# Archery Javelina



## SidVicious (Aug 19, 2014)

Had an opportunity to do a do it yourself archery Javelina in south Texas this last week. We had a great time, saw lots of animals, and were able to get into some Javelina.


----------



## rsb_924 (May 30, 2014)

nice job!!


----------



## LostLouisianian (Oct 11, 2010)

Sweet, so did y'all cook any up? Looks like a good time was had by all except the javelina's


----------



## SidVicious (Aug 19, 2014)

We did. Just made some Javelina tacos last night. Turned out really good!


----------



## wyogoob (Sep 7, 2007)




----------



## Bowdacious (Sep 16, 2007)

Stinky bastards!!


----------



## Critter (Mar 20, 2010)

Bowdacious said:


> Stinky bastards!!


They may be stinky but they do taste good.

As long as you take care of them right.


----------



## swbuckmaster (Sep 14, 2007)

Envious!
Congrats


----------



## bow_dude (Aug 20, 2009)

I have done that a couple of times (feral hogs). Last time was about 15 years ago. Was a lot of fun, but I have to agree about the stench. I much prefer the feral hogs when it comes to eating. After my son shot his Javy, the stink was so bad that I would pass on them when they would come in. Fun hunt though and I would like to go again. Maybe next time I will be able to overcome the stink and let the string go on one.


----------



## SidVicious (Aug 19, 2014)

While they did stink, I didn't think it was all that bad. I used a different knife for the hide than I did for the meat, and it turned out great. I'll be going after them again next year.


----------



## Critter (Mar 20, 2010)

When you skin them just be aware of the sent gland on the back near the rear end. I have never used a different knife on them and have never had a problem as long as you are aware of it. I is a lot like the sent glands on deer, some people have to mess with them and then get the chemicals all over the meat and then wonder why it taste like sh1#. 

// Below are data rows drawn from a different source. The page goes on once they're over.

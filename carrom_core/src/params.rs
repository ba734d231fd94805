/// Game tuning parameters for carrom
#[derive(Debug, Clone, Copy)]
pub struct Params;

impl Params {
    // Board
    pub const BOARD_SIZE: f32 = 600.0;
    pub const WALL_THICKNESS: f32 = 30.0;
    pub const POCKET_RADIUS: f32 = 25.0;
    pub const STRIKER_SPOT_X: f32 = 300.0;
    pub const STRIKER_SPOT_Y: f32 = 550.0;

    // Bodies
    pub const PIECE_RADIUS: f32 = 12.0;
    pub const STRIKER_RADIUS: f32 = 18.0;
    pub const PIECE_DENSITY: f32 = 0.001;
    pub const STRIKER_DENSITY: f32 = 0.002;
    pub const RESTITUTION: f32 = 0.8;
    pub const LINEAR_DAMPING: f32 = 0.05; // fraction of velocity lost per tick
    pub const RACK_GAP_FACTOR: f32 = 2.2; // center spacing in piece radii

    // Shot
    pub const AIM_CAPTURE_RADIUS: f32 = 50.0;
    pub const DRAG_TO_POWER: f32 = 100.0; // drag length at full power
    pub const POWER_TO_FORCE: f32 = 0.015;
    pub const MIN_DRAG: f32 = 5.0;
    pub const AIM_GUIDE_SCALE: f32 = 1.5;

    // Turn
    pub const REST_SPEED: f32 = 0.1; // units per tick
    pub const SETTLE_CONFIRM_TICKS: u32 = 3;
    pub const REMOVAL_DELAY_TICKS: u32 = 6; // ~100 ms at 60 Hz

    // Scoring
    pub const QUEEN_POINTS: u32 = 5;
    pub const DARK_POINTS: u32 = 2;
    pub const LIGHT_POINTS: u32 = 1;

    // Feedback
    pub const COLLISION_FEEDBACK_SPEED: f32 = 2.0;

    // Physics
    pub const FIXED_DT: f32 = 1.0 / 60.0;
    pub const MAX_DT: f32 = 0.25; // Clamp to prevent large catch-up bursts
    pub const SUBSTEPS: u32 = 4;
    pub const FORCE_SCALE: f32 = 4000.0; // full-power shot launches the striker at ~29 units/tick
}
use crate::{BodyKind, CaptureEvent, Config, PlayerNumber};

/// Points awarded per pocketed kind; the striker is always worth nothing
#[derive(Debug, Clone, Copy, PartialEq, Eq)]
pub struct PointTable {
    pub queen: u32,
    pub dark: u32,
    pub light: u32,
}

impl PointTable {
    pub fn from_config(config: &Config) -> Self {
        Self {
            queen: config.queen_points,
            dark: config.dark_points,
            light: config.light_points,
        }
    }

    pub fn points_for(&self, kind: BodyKind) -> u32 {
        match kind {
            BodyKind::Queen => self.queen,
            BodyKind::Dark => self.dark,
            BodyKind::Light => self.light,
            BodyKind::Striker => 0,
        }
    }
}

impl Default for PointTable {
    fn default() -> Self {
        Self::from_config(&Config::default())
    }
}

/// Running score per player
///
/// Scores only ever grow: captures add points and adopting a remote value
/// never lowers a local one.
#[derive(Debug, Clone, Copy, Default, PartialEq, Eq)]
pub struct ScoreLedger {
    one: u32,
    two: u32,
    points: PointTable,
}

impl ScoreLedger {
    pub fn new() -> Self {
        Self::default()
    }

    pub fn from_config(config: &Config) -> Self {
        Self {
            points: PointTable::from_config(config),
            ..Self::default()
        }
    }

    pub fn points(&self) -> &PointTable {
        &self.points
    }

    pub fn score(&self, player: PlayerNumber) -> u32 {
        match player {
            PlayerNumber::One => self.one,
            PlayerNumber::Two => self.two,
        }
    }

    fn slot(&mut self, player: PlayerNumber) -> &mut u32 {
        match player {
            PlayerNumber::One => &mut self.one,
            PlayerNumber::Two => &mut self.two,
        }
    }

    /// Credit one capture to its player and return the new score
    pub fn award(&mut self, capture: &CaptureEvent) -> u32 {
        let points = self.points.points_for(capture.kind);
        let slot = self.slot(capture.player);
        *slot = slot.saturating_add(points);
        *slot
    }

    /// Commit a turn's captures; returns the players whose score changed
    pub fn commit(&mut self, captures: &[CaptureEvent]) -> Vec<(PlayerNumber, u32)> {
        let mut changed: Vec<(PlayerNumber, u32)> = Vec::new();
        for capture in captures {
            if self.points.points_for(capture.kind) == 0 {
                continue;
            }
            let score = self.award(capture);
            match changed.iter_mut().find(|(player, _)| *player == capture.player) {
                Some(entry) => entry.1 = score,
                None => changed.push((capture.player, score)),
            }
        }
        changed
    }

    /// Take a replicated score if it is ahead of ours
    pub fn adopt(&mut self, player: PlayerNumber, value: u32) -> bool {
        let slot = self.slot(player);
        if value > *slot {
            *slot = value;
            true
        } else {
            false
        }
    }

    /// Player with the higher score, `None` on a tie
    pub fn leader(&self) -> Option<PlayerNumber> {
        match self.one.cmp(&self.two) {
            std::cmp::Ordering::Greater => Some(PlayerNumber::One),
            std::cmp::Ordering::Less => Some(PlayerNumber::Two),
            std::cmp::Ordering::Equal => None,
        }
    }
}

I have shot over 20 of them and a buddy of mine that goes with me to Arizona has shot just as many and of all of them we have only had one that was useless as far as eating, and that one took us a couple of hours to find in the heat of the day. Other than that one they all have been eaten.


----------



## SidVicious (Aug 19, 2014)

Absolutely. I just stayed way away from the gland, and was fine. Meat turned out great. I didn't find it to be any more musky than an antelope or something.


----------



## drsx (Sep 8, 2010)

Whoa looks gnarly! In jealous


----------



## bow_dude (Aug 20, 2009)

Were you aware that they are not a "pig" but are closer related to rats? We brought home both a Javy and Feral hog. Much preferred the hog, but the javy was good. We had the skull boiled and it is sitting in my office. Makes a nice conversation piece. I have my bear skull as well. 

I just talked with a guy the other day who goes to Arizona regularly and hunts them. Got the juices flowing to want to make a trip next year.


----------



## Critter (Mar 20, 2010)

I don't know where people keep coming up with the idea that a javelina is related to a rat and I would like to see any facts to that idea. 

The common javelina that lives in the southwest desert areas of the US is related to the collard peccary of South America which is member of the Tayassuidae familyor New World Pigs and has nothing to do with "rats"


----------



## SidVicious (Aug 19, 2014)

Javelina are cool animals. They are the only peccary in the United States, and are only in Arizona, New Mexico, and Texas. While they are pig like, they are in the Tayassuidae family, and are in South and Central America. They are a very unique animal to hunt. I found the meat to be good, but agree that the hogs are a bit better to eat.


----------



## swbuckmaster (Sep 14, 2007)

Scientific definition 
http://en.m.wikipedia.org/wiki/Peccary


----------



## bow_dude (Aug 20, 2009)

I stand corrected.


----------